# Pentax 645Z out now....My first impressions



## thereyougo! (Jun 28, 2014)

I sold one of my D800s yesterday along with my Pentax 645D and 2 Canon L Macro lenses I no longer use. got around £4400 for them. And got me one of only 3 Pentax 645Z's in the UK. Am really happy with it so far - 51.4 mp 3 fps and 204k ISO not to be sneezed at on medium format, plus it has focus peaking and Highlight warnings on live view. 

First thoughts on the camera are that the shutter still makes a lovely noise - a proper clunk, but is better dampened.  Live View works well and with the focus peaking in live view, manual focussing (I have a few A manual focus lenses) should work very well indeed.  I love the way the camera feel in the hand just as I did with the 645D - the right hand grip is nice and deep and while weighty, the camera is easy to handhold.  

ISO goes up toe 204k and it is pretty horrific at that level, but with 51mp you can use NR and downsample if it really is the only way of getting the shot.  Noise is well controlled and unnoticeable at 800 - at 1600 it is light years better than the 645D (although the D wasn't bad).  I think this camera is going to be a goody.  I love the 4 x 3 format more than the 3 x 2.  While it isn't cheap, it is 15 - 25% cheaper than the 645D was at release, so very competitive.  Supplies are thinly stretched across the world...






All with Pentax 645Z and Pentax FA 35 f/3.5


1.









2.








3.


Strawberries and cream plus a drop of Taittenger Brut Rosé in First Class Lounge








4.


Above Portsmouth








5.








6.


Above Swanage:








7.








8.


On Approach over the South western Mediterranean


----------



## jaomul (Jun 28, 2014)

Enjoy


----------



## thereyougo! (Jul 12, 2014)

Here are some at ISO 12,800.  Frankly I am amazed.  noise is better controlled at this level than it was at 1600 on the D


I have left a link to full size jpeg and a shot each without and then after treatment with Dfine.
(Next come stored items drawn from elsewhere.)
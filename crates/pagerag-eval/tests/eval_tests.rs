use std::collections::HashMap;
use std::sync::Arc;

use pagerag_core::{CharWindowChunker, Embedder, EvalItem, EvalSample, EvalScore, Generator, PageText};
use pagerag_embed::FakeEmbedder;
use pagerag_eval::report::{METRICS_REPORT, RETRIEVAL_REPORT, SAMPLES_FILE};
use pagerag_eval::{
    recall_at_k, run_all, semantic_match, write_reports, EndToEndEvaluator, EndToEndStatus, MetricsReport, MetricsScorer,
    RetrievalEvaluator, SampleMetrics, DEFAULT_SIMILARITY_THRESHOLD,
};
use pagerag_rag::{Ingestor, RagPipeline};
use pagerag_vector::MemoryIndex;

/// Fixed vectors per text; unknown texts map to the zero vector.
struct TableEmbedder {
    table: HashMap<String, Vec<f32>>,
}

impl TableEmbedder {
    fn new(entries: &[(&str, [f32; 2])]) -> Self {
        Self { table: entries.iter().map(|(k, v)| (k.to_string(), v.to_vec())).collect() }
    }
}

impl Embedder for TableEmbedder {
    fn dim(&self) -> usize { 2 }
    fn max_len(&self) -> usize { 512 }
    fn embed_batch(&self, texts: &[String]) -> anyhow::Result<Vec<Vec<f32>>> {
        Ok(texts.iter().map(|t| self.table.get(t).cloned().unwrap_or_else(|| vec![0.0, 0.0])).collect())
    }
}

struct PanickingEmbedder;

impl Embedder for PanickingEmbedder {
    fn dim(&self) -> usize { 2 }
    fn max_len(&self) -> usize { 512 }
    fn embed_batch(&self, _texts: &[String]) -> anyhow::Result<Vec<Vec<f32>>> { panic!("embedder must not be called") }
}

struct EchoGenerator;

impl Generator for EchoGenerator {
    fn generate(&self, _prompt: &str) -> anyhow::Result<String> { Ok("Paris".to_string()) }
}

struct FixedScorer;

impl MetricsScorer for FixedScorer {
    fn score(&self, samples: &[EvalSample]) -> anyhow::Result<MetricsReport> {
        Ok(MetricsReport {
            rows: samples
                .iter()
                .map(|s| SampleMetrics { question: s.question.clone(), faithfulness: Some(1.0), ..SampleMetrics::default() })
                .collect(),
        })
    }
}

struct BrokenScorer;

impl MetricsScorer for BrokenScorer {
    fn score(&self, _samples: &[EvalSample]) -> anyhow::Result<MetricsReport> { Err(anyhow::anyhow!("scorer offline")) }
}

fn strings(items: &[&str]) -> Vec<String> { items.iter().map(|s| s.to_string()).collect() }

#[test]
fn empty_chunks_score_zero_without_embedding() {
    assert_eq!(semantic_match(&PanickingEmbedder, &[], "Paris", DEFAULT_SIMILARITY_THRESHOLD).unwrap(), 0);
}

#[test]
fn expected_text_among_chunks_scores_one() {
    let embedder = FakeEmbedder::new(384);
    let chunks = strings(&["Bananas are yellow.", "Paris"]);
    assert_eq!(semantic_match(&embedder, &chunks, "Paris", DEFAULT_SIMILARITY_THRESHOLD).unwrap(), 1);
}

#[test]
fn threshold_decides_the_match() {
    let embedder = TableEmbedder::new(&[("near", [0.5, 0.866_025_4]), ("far", [0.4, 0.916_515_1]), ("answer", [1.0, 0.0]), ("ortho", [0.0, 1.0])]);
    assert_eq!(semantic_match(&embedder, &strings(&["near"]), "answer", 0.45).unwrap(), 1);
    assert_eq!(semantic_match(&embedder, &strings(&["far"]), "answer", 0.45).unwrap(), 0);
    assert_eq!(semantic_match(&embedder, &strings(&["ortho"]), "answer", 0.45).unwrap(), 0);
    // best of several chunks counts
    assert_eq!(semantic_match(&embedder, &strings(&["ortho", "far", "near"]), "answer", 0.45).unwrap(), 1);
}

#[test]
fn recall_is_mean_of_scores() {
    let scores = vec![
        EvalScore { question: "a".to_string(), score: 1 },
        EvalScore { question: "b".to_string(), score: 0 },
        EvalScore { question: "c".to_string(), score: 1 },
        EvalScore { question: "d".to_string(), score: 1 },
    ];
    assert!((recall_at_k(&scores) - 0.75).abs() < 1e-9);
    assert_eq!(recall_at_k(&[]), 0.0);
}

fn indexed_corpus() -> (Arc<dyn Embedder>, MemoryIndex) {
    let embedder: Arc<dyn Embedder> = Arc::new(FakeEmbedder::new(384));
    let index = MemoryIndex::new();
    let pages = vec![
        PageText::new(1, "The capital of France is Paris", "geo.pdf"),
        PageText::new(2, "Bananas are yellow and grow in bunches", "geo.pdf"),
    ];
    let chunker = Box::new(CharWindowChunker::new(1000, 100).unwrap());
    Ingestor::new(chunker, embedder.clone(), &index, 16).ingest(&pages).unwrap();
    (embedder, index)
}

fn items() -> Vec<EvalItem> {
    vec![
        EvalItem { question: "What is the capital of France?".to_string(), expected: "The capital of France is Paris".to_string() },
        EvalItem { question: "Who wrote Hamlet?".to_string(), expected: "William Shakespeare".to_string() },
    ]
}

#[test]
fn retrieval_evaluator_scores_each_question() {
    let (embedder, index) = indexed_corpus();
    let evaluator = RetrievalEvaluator::new(embedder.as_ref(), &index).with_k(1);
    let scores = evaluator.run(&items()).unwrap();
    assert_eq!(scores.len(), 2);
    assert_eq!(scores[0].score, 1);
    assert_eq!(scores[1].score, 0);
}

#[test]
fn retrieval_evaluator_rejects_zero_k() {
    let (embedder, index) = indexed_corpus();
    let err = RetrievalEvaluator::new(embedder.as_ref(), &index).with_k(0).run(&items()).unwrap_err();
    assert!(matches!(err.downcast_ref::<pagerag_core::Error>(), Some(pagerag_core::Error::InvalidConfig(_))));
}

#[test]
fn end_to_end_collects_samples_with_ground_truth() {
    let (embedder, index) = indexed_corpus();
    let pipeline = RagPipeline::new(embedder, &index, EchoGenerator);
    let samples = EndToEndEvaluator::new(&pipeline).collect(&items()).unwrap();
    assert_eq!(samples.len(), 2);
    assert_eq!(samples[0].answer, "Paris");
    assert_eq!(samples[0].ground_truth, "The capital of France is Paris");
    assert_eq!(samples[0].contexts.len(), 2);
}

#[test]
fn scorer_failure_keeps_retrieval_results() {
    let (embedder, index) = indexed_corpus();
    let pipeline = RagPipeline::new(embedder.clone(), &index, EchoGenerator);
    let retrieval = RetrievalEvaluator::new(embedder.as_ref(), &index);
    let e2e = EndToEndEvaluator::new(&pipeline);
    let scorer: &dyn MetricsScorer = &BrokenScorer;

    let run = run_all(&retrieval, Some(&e2e), Some(scorer), &items()).unwrap();
    assert_eq!(run.retrieval.len(), 2);
    assert!(matches!(&run.end_to_end, EndToEndStatus::Failed(msg) if msg.contains("scorer offline")));

    let dir = tempfile::tempdir().unwrap();
    let written = write_reports(&run, dir.path()).unwrap();
    assert_eq!(written, vec![dir.path().join(RETRIEVAL_REPORT)]);
    let report = std::fs::read_to_string(dir.path().join(RETRIEVAL_REPORT)).unwrap();
    assert!(report.contains("### Q: What is the capital of France?"));
    assert!(report.contains("Recall@5: 1"));
    assert!(report.contains("End-to-end evaluation failed"));
}

#[test]
fn scored_run_writes_metrics_table() {
    let (embedder, index) = indexed_corpus();
    let pipeline = RagPipeline::new(embedder.clone(), &index, EchoGenerator);
    let retrieval = RetrievalEvaluator::new(embedder.as_ref(), &index);
    let e2e = EndToEndEvaluator::new(&pipeline);
    let scorer: &dyn MetricsScorer = &FixedScorer;

    let run = run_all(&retrieval, Some(&e2e), Some(scorer), &items()).unwrap();
    assert!(matches!(run.end_to_end, EndToEndStatus::Scored { .. }));

    let dir = tempfile::tempdir().unwrap();
    write_reports(&run, dir.path()).unwrap();
    let table = std::fs::read_to_string(dir.path().join(METRICS_REPORT)).unwrap();
    assert!(table.contains("| question | context_precision | context_recall | faithfulness | answer_relevancy |"));
    assert!(table.contains("| **mean** | - | - | 1.0000 | - |"));
}

#[test]
fn unscored_run_saves_samples_for_later() {
    let (embedder, index) = indexed_corpus();
    let pipeline = RagPipeline::new(embedder.clone(), &index, EchoGenerator);
    let retrieval = RetrievalEvaluator::new(embedder.as_ref(), &index);
    let e2e = EndToEndEvaluator::new(&pipeline);

    let run = run_all(&retrieval, Some(&e2e), None, &items()).unwrap();
    let dir = tempfile::tempdir().unwrap();
    write_reports(&run, dir.path()).unwrap();
    let raw = std::fs::read_to_string(dir.path().join(SAMPLES_FILE)).unwrap();
    let samples: Vec<EvalSample> = serde_json::from_str(&raw).unwrap();
    assert_eq!(samples.len(), 2);
}

#[test]
fn skipped_end_to_end_only_writes_retrieval_report() {
    let (embedder, index) = indexed_corpus();
    let retrieval = RetrievalEvaluator::new(embedder.as_ref(), &index);
    let run = run_all::<&MemoryIndex, EchoGenerator>(&retrieval, None, None, &items()).unwrap();
    assert_eq!(run.end_to_end, EndToEndStatus::Skipped);
}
Both handheld in a dimly lit pub with FA 75 f/2.8 have also increased exposure by 0.55 and shadows by 35 in LR5




Double-Hop-no-NR by singingsnapper, on Flickr


Full size (though I have to say that flickr have made some changes as on my screen there was less noise than this:


https://www.flickr.com/photos/singingsnapper/14611582106/sizes/o/


with NR




Double-hop-NR by singingsnapper, on Flickr


full size


https://www.flickr.com/photos/singingsnapper/14634551945/sizes/o/


----------



## Theo2 (Jul 12, 2014)

What noise?


----------



## greybeard (Jul 17, 2014)

This looks like the 645Z will be the goto step up in medium format.  Back in the bad old days of roll film the goto for medium format was a Mamiya 645 or C330.  I had a C330 with a 3 lens setup that I sold to buy my 1st computer.  Big mistake I guess.  Anyway, I digress, I love the look of your 645Z, how does it compare with the Nikon D800 you were using?


----------



## thereyougo! (Jul 22, 2014)

greybeard said:


> This looks like the 645Z will be the goto step up in medium format.  Back in the bad old days of roll film the goto for medium format was a Mamiya 645 or C330.  I had a C330 with a 3 lens setup that I sold to buy my 1st computer.  Big mistake I guess.  Anyway, I digress, I love the look of your 645Z, how does it compare with the Nikon D800 you were using?



I still have a D800E which is now the back up camera.  I prefer the way the 645Z handles, nice bright large viewfinder, shutter speed is a little reminiscent of my film 645N.  I love the feel of the shots I am getting and most of all the native 4:3 aspect ratio which I love.  It's a little slower than the Nikon, but for landscape which takes care of most of what I do, speed isn't the first thing on my mind.


----------